§ **Action item**
Show all lines below holding the string "SIGTERM".

[Saved entries]
________________________
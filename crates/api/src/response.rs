//! API response types.

use axum::{
    Json,
    http::StatusCode,
    response::{IntoResponse, Response},
};
use pitchboard_common::VoteError;
use serde::Serialize;

/// Standard API response wrapper.
#[derive(Debug, Serialize)]
pub struct ApiResponse<T: Serialize> {
    pub data: T,
}

impl<T: Serialize> ApiResponse<T> {
    /// Create a success response.
    pub const fn ok(data: T) -> Self {
        Self { data }
    }
}

impl<T: Serialize> IntoResponse for ApiResponse<T> {
    fn into_response(self) -> Response {
        (StatusCode::OK, Json(self)).into_response()
    }
}

/// Vote action result: `{success, error?, data?}`.
///
/// The body has the same shape on failure; the status code follows the
/// error kind.
#[derive(Debug, Serialize)]
pub struct ActionResponse<T: Serialize> {
    pub success: bool,
    #[serde(skip_serializing_if = "Option::is_none")]
    pub error: Option<VoteError>,
    #[serde(skip_serializing_if = "Option::is_none")]
    pub data: Option<T>,
}

impl ActionResponse<()> {
    /// Success without a payload.
    pub const fn done() -> Self {
        Self {
            success: true,
            error: None,
            data: None,
        }
    }
}

impl<T: Serialize> ActionResponse<T> {
    /// Success with a payload.
    pub const fn with_data(data: T) -> Self {
        Self {
            success: true,
            error: None,
            data: Some(data),
        }
    }

    /// Failure of the given kind.
    pub const fn failed(error: VoteError) -> Self {
        Self {
            success: false,
            error: Some(error),
            data: None,
        }
    }

    /// Build from an action result.
    pub fn from_result(result: Result<T, VoteError>) -> Self {
        result.map_or_else(Self::failed, Self::with_data)
    }
}

impl<T: Serialize> IntoResponse for ActionResponse<T> {
    fn into_response(self) -> Response {
        let status = self.error.map_or(StatusCode::OK, VoteError::status_code);
        (status, Json(self)).into_response()
    }
}
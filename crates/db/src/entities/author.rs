//! Author entity.

use sea_orm::entity::prelude::*;
use serde::{Deserialize, Serialize};

#[derive(Clone, Debug, PartialEq, Eq, DeriveEntityModel, Serialize, Deserialize)]
#[sea_orm(table_name = "author")]
pub struct Model {
    #[sea_orm(primary_key, auto_increment = false)]
    pub id: String,

    /// Display name
    pub name: String,

    #[sea_orm(unique)]
    pub username: String,

    #[sea_orm(nullable)]
    pub email: Option<String>,

    /// Avatar URL
    #[sea_orm(nullable)]
    pub image: Option<String>,

    #[sea_orm(column_type = "Text", nullable)]
    pub bio: Option<String>,

    /// Bearer token issued by the auth provider
    #[sea_orm(unique, nullable)]
    #[serde(skip_serializing)]
    pub token: Option<String>,

    pub created_at: DateTimeWithTimeZone,
}

#[derive(Copy, Clone, Debug, EnumIter, DeriveRelation)]
pub enum Relation {
    #[sea_orm(has_many = "super::startup::Entity")]
    Startup,

    #[sea_orm(has_many = "super::vote::Entity")]
    Vote,
}

impl Related<super::startup::Entity> for Entity {
    fn to() -> RelationDef {
        Relation::Startup.def()
    }
}

impl Related<super::vote::Entity> for Entity {
    fn to() -> RelationDef {
        Relation::Vote.def()
    }
}

impl ActiveModelBehavior for ActiveModel {}
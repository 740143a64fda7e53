//! Startup (pitch) entity.

use sea_orm::entity::prelude::*;
use serde::{Deserialize, Serialize};

#[derive(Clone, Debug, PartialEq, Eq, DeriveEntityModel, Serialize, Deserialize)]
#[sea_orm(table_name = "startup")]
pub struct Model {
    #[sea_orm(primary_key, auto_increment = false)]
    pub id: String,

    pub title: String,

    /// URL slug derived from the title
    #[sea_orm(indexed)]
    pub slug: String,

    #[sea_orm(indexed)]
    pub author_id: String,

    #[sea_orm(column_type = "Text")]
    pub description: String,

    pub category: String,

    /// Cover image URL
    pub image: String,

    /// Markdown pitch body
    #[sea_orm(column_type = "Text")]
    pub pitch: String,

    pub created_at: DateTimeWithTimeZone,
}

#[derive(Copy, Clone, Debug, EnumIter, DeriveRelation)]
pub enum Relation {
    #[sea_orm(
        belongs_to = "super::author::Entity",
        from = "Column::AuthorId",
        to = "super::author::Column::Id",
        on_delete = "Cascade"
    )]
    Author,

    #[sea_orm(has_many = "super::vote::Entity")]
    Vote,
}

impl Related<super::author::Entity> for Entity {
    fn to() -> RelationDef {
        Relation::Author.def()
    }
}

impl Related<super::vote::Entity> for Entity {
    fn to() -> RelationDef {
        Relation::Vote.def()
    }
}

impl ActiveModelBehavior for ActiveModel {}
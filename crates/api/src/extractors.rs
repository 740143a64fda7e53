//! Request extractors.

use axum::{
    extract::FromRequestParts,
    http::{StatusCode, request::Parts},
};
use pitchboard_core::Session;

/// Authenticated session extractor.
#[derive(Debug, Clone)]
pub struct AuthUser(pub Session);

impl<S> FromRequestParts<S> for AuthUser
where
    S: Send + Sync,
{
    type Rejection = (StatusCode, &'static str);

    async fn from_request_parts(parts: &mut Parts, _state: &S) -> Result<Self, Self::Rejection> {
        // Set by auth middleware
        parts
            .extensions
            .get::<Session>()
            .cloned()
            .map(AuthUser)
            .ok_or((StatusCode::UNAUTHORIZED, "Unauthorized"))
    }
}

/// Optional session extractor.
#[derive(Debug, Clone)]
pub struct MaybeAuthUser(pub Option<Session>);

impl<S> FromRequestParts<S> for MaybeAuthUser
where
    S: Send + Sync,
{
    type Rejection = (StatusCode, &'static str);

    async fn from_request_parts(parts: &mut Parts, _state: &S) -> Result<Self, Self::Rejection> {
        Ok(Self(parts.extensions.get::<Session>().cloned()))
    }
}
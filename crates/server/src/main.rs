//! Pitchboard server entry point.

use std::net::SocketAddr;
use std::sync::Arc;
use std::time::Duration;

use axum::{Router, middleware, routing::get};
use pitchboard_api::{middleware::AppState, router as api_router};
use pitchboard_common::Config;
use pitchboard_core::{
    HttpImageProbe, ImageProbeService, NoOpImageProbe, SessionService, StartupService,
    TokenSessionResolver, VoteService,
};
use pitchboard_db::repositories::{AuthorRepository, StartupRepository, VoteRepository};
use tokio::signal;
use tower_http::{
    cors::{Any, CorsLayer},
    limit::RequestBodyLimitLayer,
    trace::TraceLayer,
};
use tracing::{error, info};
use tracing_subscriber::{layer::SubscriberExt, util::SubscriberInitExt};

/// Largest accepted request body. Pitches are markdown text only.
const MAX_BODY_BYTES: usize = 64 * 1024;

/// Waits for a shutdown signal (SIGINT or SIGTERM).
///
/// On Unix systems, this listens for both SIGINT (Ctrl+C) and SIGTERM.
/// On Windows, this only listens for Ctrl+C.
async fn shutdown_signal() {
    let ctrl_c = async {
        if let Err(e) = signal::ctrl_c().await {
            error!(error = %e, "Failed to install Ctrl+C handler");
            std::future::pending::<()>().await;
        }
    };

    #[cfg(unix)]
    let terminate = async {
        match signal::unix::signal(signal::unix::SignalKind::terminate()) {
            Ok(mut sig) => {
                sig.recv().await;
            }
            Err(e) => {
                error!(error = %e, "Failed to install SIGTERM handler");
                std::future::pending::<()>().await;
            }
        }
    };

    #[cfg(not(unix))]
    let terminate = std::future::pending::<()>();

    tokio::select! {
        () = ctrl_c => {
            info!("Received SIGINT, initiating graceful shutdown...");
        },
        () = terminate => {
            info!("Received SIGTERM, initiating graceful shutdown...");
        },
    }
}

async fn healthz() -> &'static str {
    "ok"
}

#[tokio::main]
async fn main() -> Result<(), Box<dyn std::error::Error>> {
    // A missing .env is fine
    dotenvy::dotenv().ok();

    // Initialize tracing
    tracing_subscriber::registry()
        .with(tracing_subscriber::fmt::layer())
        .with(
            tracing_subscriber::EnvFilter::try_from_default_env()
                .unwrap_or_else(|_| "pitchboard=debug,tower_http=debug".into()),
        )
        .init();

    info!("Starting pitchboard server...");

    // Load configuration
    let config = Config::load()?;

    // Connect to database
    let db = Arc::new(pitchboard_db::init(&config).await?);
    info!("Connected to database");

    // Run migrations
    info!("Running database migrations...");
    pitchboard_db::migrate(&db).await?;
    info!("Migrations completed");

    // Initialize repositories
    let author_repo = AuthorRepository::new(Arc::clone(&db));
    let startup_repo = StartupRepository::new(Arc::clone(&db));
    let vote_repo = VoteRepository::new(Arc::clone(&db));

    // Initialize services
    let image_probe: ImageProbeService = if config.pitch.verify_image_links {
        Arc::new(HttpImageProbe::new(Duration::from_secs(
            config.pitch.image_probe_timeout_secs,
        ))?)
    } else {
        info!("Image link verification disabled");
        Arc::new(NoOpImageProbe)
    };
    let sessions: SessionService = Arc::new(TokenSessionResolver::new(author_repo));

    let state = AppState {
        vote_service: VoteService::new(vote_repo.clone(), startup_repo.clone()),
        startup_service: StartupService::new(startup_repo, vote_repo, image_probe),
        sessions,
    };

    // Build router
    let app = Router::new()
        .route("/healthz", get(healthz))
        .nest("/api", api_router())
        .layer(middleware::from_fn_with_state(
            state.clone(),
            pitchboard_api::middleware::auth_middleware,
        ))
        .layer(RequestBodyLimitLayer::new(MAX_BODY_BYTES))
        .layer(TraceLayer::new_for_http())
        .layer(
            CorsLayer::new()
                .allow_origin(Any)
                .allow_methods(Any)
                .allow_headers(Any),
        )
        .with_state(state);

    // Start server with graceful shutdown
    let addr: SocketAddr = format!("{}:{}", config.server.host, config.server.port).parse()?;
    info!(url = %config.server.url, "Listening on {}", addr);

    let listener = tokio::net::TcpListener::bind(addr).await?;
    axum::serve(listener, app)
        .with_graceful_shutdown(shutdown_signal())
        .await?;

    info!("Server shutdown complete");
    Ok(())
}
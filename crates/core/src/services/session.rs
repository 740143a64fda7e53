//! Session resolution.
//!
//! The auth provider is an external collaborator; the service only needs to
//! turn a request credential into the signed-in author's identity. The
//! resolved [`Session`] is passed explicitly into every action.

use async_trait::async_trait;
use pitchboard_common::AppResult;
use pitchboard_db::{entities::author, repositories::AuthorRepository};
use std::sync::Arc;

/// Identity of the signed-in author for one request.
#[derive(Debug, Clone, PartialEq, Eq)]
pub struct Session {
    /// Author ID.
    pub user_id: String,
    /// Display name.
    pub name: String,
}

impl Session {
    /// Create a session for an author ID.
    #[must_use]
    pub fn new(user_id: impl Into<String>, name: impl Into<String>) -> Self {
        Self {
            user_id: user_id.into(),
            name: name.into(),
        }
    }
}

impl From<author::Model> for Session {
    fn from(author: author::Model) -> Self {
        Self {
            user_id: author.id,
            name: author.name,
        }
    }
}

/// Resolves a request credential to a session.
#[async_trait]
pub trait SessionResolver: Send + Sync {
    /// Resolve a bearer token. `Ok(None)` means the token is unknown.
    async fn resolve(&self, token: &str) -> AppResult<Option<Session>>;
}

/// Resolves bearer tokens against the author table.
#[derive(Clone)]
pub struct TokenSessionResolver {
    author_repo: AuthorRepository,
}

impl TokenSessionResolver {
    /// Create a new resolver.
    #[must_use]
    pub const fn new(author_repo: AuthorRepository) -> Self {
        Self { author_repo }
    }
}

#[async_trait]
impl SessionResolver for TokenSessionResolver {
    async fn resolve(&self, token: &str) -> AppResult<Option<Session>> {
        if token.is_empty() {
            return Ok(None);
        }
        Ok(self
            .author_repo
            .find_by_token(token)
            .await?
            .map(Session::from))
    }
}

/// Type alias for a shared session resolver.
pub type SessionService = Arc<dyn SessionResolver>;

#[cfg(test)]
#[allow(clippy::unwrap_used)]
mod tests {
    use super::*;
    use chrono::Utc;
    use sea_orm::{DatabaseBackend, MockDatabase};

    fn create_test_author(id: &str) -> author::Model {
        author::Model {
            id: id.to_string(),
            name: "Grace".to_string(),
            username: "grace".to_string(),
            email: Some("grace@example.com".to_string()),
            image: None,
            bio: None,
            token: Some("secret".to_string()),
            created_at: Utc::now().into(),
        }
    }

    #[tokio::test]
    async fn test_resolve_known_token() {
        let db = Arc::new(
            MockDatabase::new(DatabaseBackend::Postgres)
                .append_query_results([[create_test_author("a1")]])
                .into_connection(),
        );
        let resolver = TokenSessionResolver::new(AuthorRepository::new(db));

        let session = resolver.resolve("secret").await.unwrap().unwrap();
        assert_eq!(session, Session::new("a1", "Grace"));
    }

    #[tokio::test]
    async fn test_resolve_unknown_token() {
        let db = Arc::new(
            MockDatabase::new(DatabaseBackend::Postgres)
                .append_query_results([Vec::<author::Model>::new()])
                .into_connection(),
        );
        let resolver = TokenSessionResolver::new(AuthorRepository::new(db));

        assert!(resolver.resolve("nope").await.unwrap().is_none());
    }

    #[tokio::test]
    async fn test_resolve_empty_token_skips_store() {
        // No query results queued: touching the store would error.
        let db = Arc::new(MockDatabase::new(DatabaseBackend::Postgres).into_connection());
        let resolver = TokenSessionResolver::new(AuthorRepository::new(db));

        assert!(resolver.resolve("").await.unwrap().is_none());
    }
}
//! Test utilities for database operations.
//!
//! Creates throwaway `PostgreSQL` databases with the pitchboard schema applied.

use std::sync::Arc;

use sea_orm::{ConnectionTrait, Database, DatabaseBackend, DatabaseConnection, DbErr, Statement};
use sea_orm_migration::MigratorTrait;
use tracing::info;

use crate::migrations::Migrator;

/// Test database configuration.
#[derive(Debug, Clone)]
pub struct TestDbConfig {
    /// Database host.
    pub host: String,
    /// Database port.
    pub port: u16,
    /// Database username.
    pub username: String,
    /// Database password.
    pub password: String,
    /// Database name.
    pub database: String,
}

impl Default for TestDbConfig {
    fn default() -> Self {
        Self {
            host: std::env::var("TEST_DB_HOST").unwrap_or_else(|_| "localhost".to_string()),
            port: std::env::var("TEST_DB_PORT")
                .ok()
                .and_then(|p| p.parse().ok())
                .unwrap_or(5433),
            username: std::env::var("TEST_DB_USER")
                .unwrap_or_else(|_| "pitchboard_test".to_string()),
            password: std::env::var("TEST_DB_PASSWORD")
                .unwrap_or_else(|_| "pitchboard_test".to_string()),
            database: std::env::var("TEST_DB_NAME")
                .unwrap_or_else(|_| "pitchboard_test".to_string()),
        }
    }
}

impl TestDbConfig {
    /// Get the database URL.
    #[must_use]
    pub fn database_url(&self) -> String {
        format!(
            "postgres://{}:{}@{}:{}/{}",
            self.username, self.password, self.host, self.port, self.database
        )
    }

    /// Get URL for connecting to the `postgres` maintenance database.
    #[must_use]
    pub fn postgres_url(&self) -> String {
        format!(
            "postgres://{}:{}@{}:{}/postgres",
            self.username, self.password, self.host, self.port
        )
    }
}

/// A migrated test database.
pub struct TestDatabase {
    /// Database connection, shared with the repositories under test.
    pub conn: Arc<DatabaseConnection>,
    /// Database configuration.
    pub config: TestDbConfig,
}

impl TestDatabase {
    /// Create a uniquely named database, migrate it and connect to it.
    pub async fn create_unique() -> Result<Self, DbErr> {
        let mut config = TestDbConfig::default();
        let unique_suffix = uuid::Uuid::new_v4().simple().to_string();
        config.database = format!("pitchboard_test_{}", &unique_suffix[..8]);

        let postgres_conn = Database::connect(&config.postgres_url()).await?;
        let create_db = format!("CREATE DATABASE \"{}\"", config.database);
        postgres_conn
            .execute(Statement::from_string(DatabaseBackend::Postgres, create_db))
            .await?;
        postgres_conn.close().await?;

        let conn = Database::connect(&config.database_url()).await?;
        Migrator::up(&conn, None).await?;

        info!(database = %config.database, "Created unique test database");

        Ok(Self {
            conn: Arc::new(conn),
            config,
        })
    }

    /// Get a handle to the database connection for building repositories.
    #[must_use]
    pub fn connection(&self) -> Arc<DatabaseConnection> {
        Arc::clone(&self.conn)
    }

    /// Truncate every application table.
    pub async fn cleanup(&self) -> Result<(), DbErr> {
        for table in ["vote", "startup", "author"] {
            let truncate = format!("TRUNCATE TABLE \"{table}\" CASCADE");
            self.conn
                .execute(Statement::from_string(DatabaseBackend::Postgres, truncate))
                .await?;
        }

        info!("Cleaned up test database");
        Ok(())
    }

    /// Drop the test database.
    ///
    /// The pool is closed if this is the last handle; backends still held
    /// elsewhere are terminated before the drop.
    pub async fn drop_database(self) -> Result<(), DbErr> {
        if let Ok(conn) = Arc::try_unwrap(self.conn) {
            conn.close().await?;
        }

        let postgres_conn = Database::connect(&self.config.postgres_url()).await?;

        let terminate = format!(
            "SELECT pg_terminate_backend(pid) FROM pg_stat_activity WHERE datname = '{}'",
            self.config.database
        );
        postgres_conn
            .execute(Statement::from_string(DatabaseBackend::Postgres, terminate))
            .await
            .ok();

        let drop_db = format!("DROP DATABASE IF EXISTS \"{}\"", self.config.database);
        postgres_conn
            .execute(Statement::from_string(DatabaseBackend::Postgres, drop_db))
            .await?;

        postgres_conn.close().await?;

        info!(database = %self.config.database, "Dropped test database");
        Ok(())
    }
}
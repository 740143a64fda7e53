//! Create author table migration.

use sea_orm_migration::prelude::*;

#[derive(DeriveMigrationName)]
pub struct Migration;

#[async_trait::async_trait]
impl MigrationTrait for Migration {
    async fn up(&self, manager: &SchemaManager) -> Result<(), DbErr> {
        manager
            .create_table(
                Table::create()
                    .table(Author::Table)
                    .if_not_exists()
                    .col(
                        ColumnDef::new(Author::Id)
                            .string_len(32)
                            .not_null()
                            .primary_key(),
                    )
                    .col(ColumnDef::new(Author::Name).string_len(128).not_null())
                    .col(
                        ColumnDef::new(Author::Username)
                            .string_len(128)
                            .not_null()
                            .unique_key(),
                    )
                    .col(ColumnDef::new(Author::Email).string_len(256))
                    .col(ColumnDef::new(Author::Image).string_len(1024))
                    .col(ColumnDef::new(Author::Bio).text())
                    .col(ColumnDef::new(Author::Token).string_len(64).unique_key())
                    .col(
                        ColumnDef::new(Author::CreatedAt)
                            .timestamp_with_time_zone()
                            .not_null()
                            .default(Expr::current_timestamp()),
                    )
                    .to_owned(),
            )
            .await
    }

    async fn down(&self, manager: &SchemaManager) -> Result<(), DbErr> {
        manager
            .drop_table(Table::drop().table(Author::Table).to_owned())
            .await
    }
}

#[derive(Iden)]
enum Author {
    Table,
    Id,
    Name,
    Username,
    Email,
    Image,
    Bio,
    Token,
    CreatedAt,
}
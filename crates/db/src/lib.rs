//! Database layer for pitchboard.
//!
//! Authors, startups and votes live in `PostgreSQL` behind sea-orm entities.
//! Repositories wrap every query and normalize driver errors into
//! [`AppError::Database`].

pub mod entities;
pub mod migrations;
pub mod repositories;
pub mod test_utils;

use pitchboard_common::{AppError, Config};
use sea_orm::{ConnectOptions, Database, DatabaseConnection};
use std::time::Duration;
use tracing::log::LevelFilter;

/// Initialize database connection.
pub async fn init(config: &Config) -> Result<DatabaseConnection, AppError> {
    let mut opt = ConnectOptions::new(&config.database.url);

    opt.max_connections(config.database.max_connections)
        .min_connections(config.database.min_connections)
        .connect_timeout(Duration::from_secs(10))
        .acquire_timeout(Duration::from_secs(10))
        .idle_timeout(Duration::from_secs(600))
        .sqlx_logging(true)
        .sqlx_logging_level(LevelFilter::Debug);

    Database::connect(opt)
        .await
        .map_err(|e| AppError::Database(e.to_string()))
}

/// Run pending migrations.
pub async fn migrate(db: &DatabaseConnection) -> Result<(), AppError> {
    use sea_orm_migration::MigratorTrait;
    migrations::Migrator::up(db, None)
        .await
        .map_err(|e| AppError::Database(e.to_string()))
}
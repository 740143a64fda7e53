//! Application configuration.

use serde::Deserialize;
use std::path::Path;

/// Application configuration.
#[derive(Debug, Clone, Deserialize)]
pub struct Config {
    /// Server configuration.
    pub server: ServerConfig,
    /// Database configuration.
    pub database: DatabaseConfig,
    /// Pitch submission configuration.
    #[serde(default)]
    pub pitch: PitchConfig,
}

/// Server configuration.
#[derive(Debug, Clone, Deserialize)]
pub struct ServerConfig {
    /// Host to bind to.
    #[serde(default = "default_host")]
    pub host: String,
    /// Port to bind to.
    #[serde(default = "default_port")]
    pub port: u16,
    /// Public URL of this instance.
    pub url: String,
}

/// Database connection configuration.
#[derive(Debug, Clone, Deserialize)]
pub struct DatabaseConfig {
    /// `PostgreSQL` connection URL.
    pub url: String,
    /// Maximum number of connections in the pool.
    #[serde(default = "default_max_connections")]
    pub max_connections: u32,
    /// Minimum number of connections in the pool.
    #[serde(default = "default_min_connections")]
    pub min_connections: u32,
}

/// Pitch submission configuration.
#[derive(Debug, Clone, Deserialize)]
pub struct PitchConfig {
    /// Whether the image link must answer a HEAD request with an `image/*` content type.
    #[serde(default = "default_true")]
    pub verify_image_links: bool,
    /// Timeout for the image link probe, in seconds.
    #[serde(default = "default_probe_timeout")]
    pub image_probe_timeout_secs: u64,
}

impl Default for PitchConfig {
    fn default() -> Self {
        Self {
            verify_image_links: default_true(),
            image_probe_timeout_secs: default_probe_timeout(),
        }
    }
}

fn default_host() -> String {
    "0.0.0.0".to_string()
}

const fn default_port() -> u16 {
    3000
}

const fn default_max_connections() -> u32 {
    20
}

const fn default_min_connections() -> u32 {
    2
}

const fn default_true() -> bool {
    true
}

const fn default_probe_timeout() -> u64 {
    5
}

impl Config {
    /// Load configuration from files and environment variables.
    ///
    /// Configuration is loaded in the following order:
    /// 1. `config/default.toml`
    /// 2. `config/{environment}.toml` (based on `PITCHBOARD_ENV`)
    /// 3. Environment variables with `PITCHBOARD__` prefix
    pub fn load() -> Result<Self, config::ConfigError> {
        let env = std::env::var("PITCHBOARD_ENV").unwrap_or_else(|_| "development".to_string());

        let config = config::Config::builder()
            .add_source(config::File::with_name("config/default").required(false))
            .add_source(config::File::with_name(&format!("config/{env}")).required(false))
            .add_source(
                config::Environment::with_prefix("PITCHBOARD")
                    .separator("__")
                    .try_parsing(true),
            )
            .build()?;

        config.try_deserialize()
    }

    /// Load configuration from a specific file.
    pub fn from_file<P: AsRef<Path>>(path: P) -> Result<Self, config::ConfigError> {
        let config = config::Config::builder()
            .add_source(config::File::from(path.as_ref()))
            .add_source(
                config::Environment::with_prefix("PITCHBOARD")
                    .separator("__")
                    .try_parsing(true),
            )
            .build()?;

        config.try_deserialize()
    }
}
________________________
§ **Expected answer**
/// Waits for a shutdown signal (SIGINT or SIGTERM).
/// On Unix systems, this listens for both SIGINT (Ctrl+C) and SIGTERM.
                error!(error = %e, "Failed to install SIGTERM handler");
            info!("Received SIGTERM, initiating graceful shutdown...");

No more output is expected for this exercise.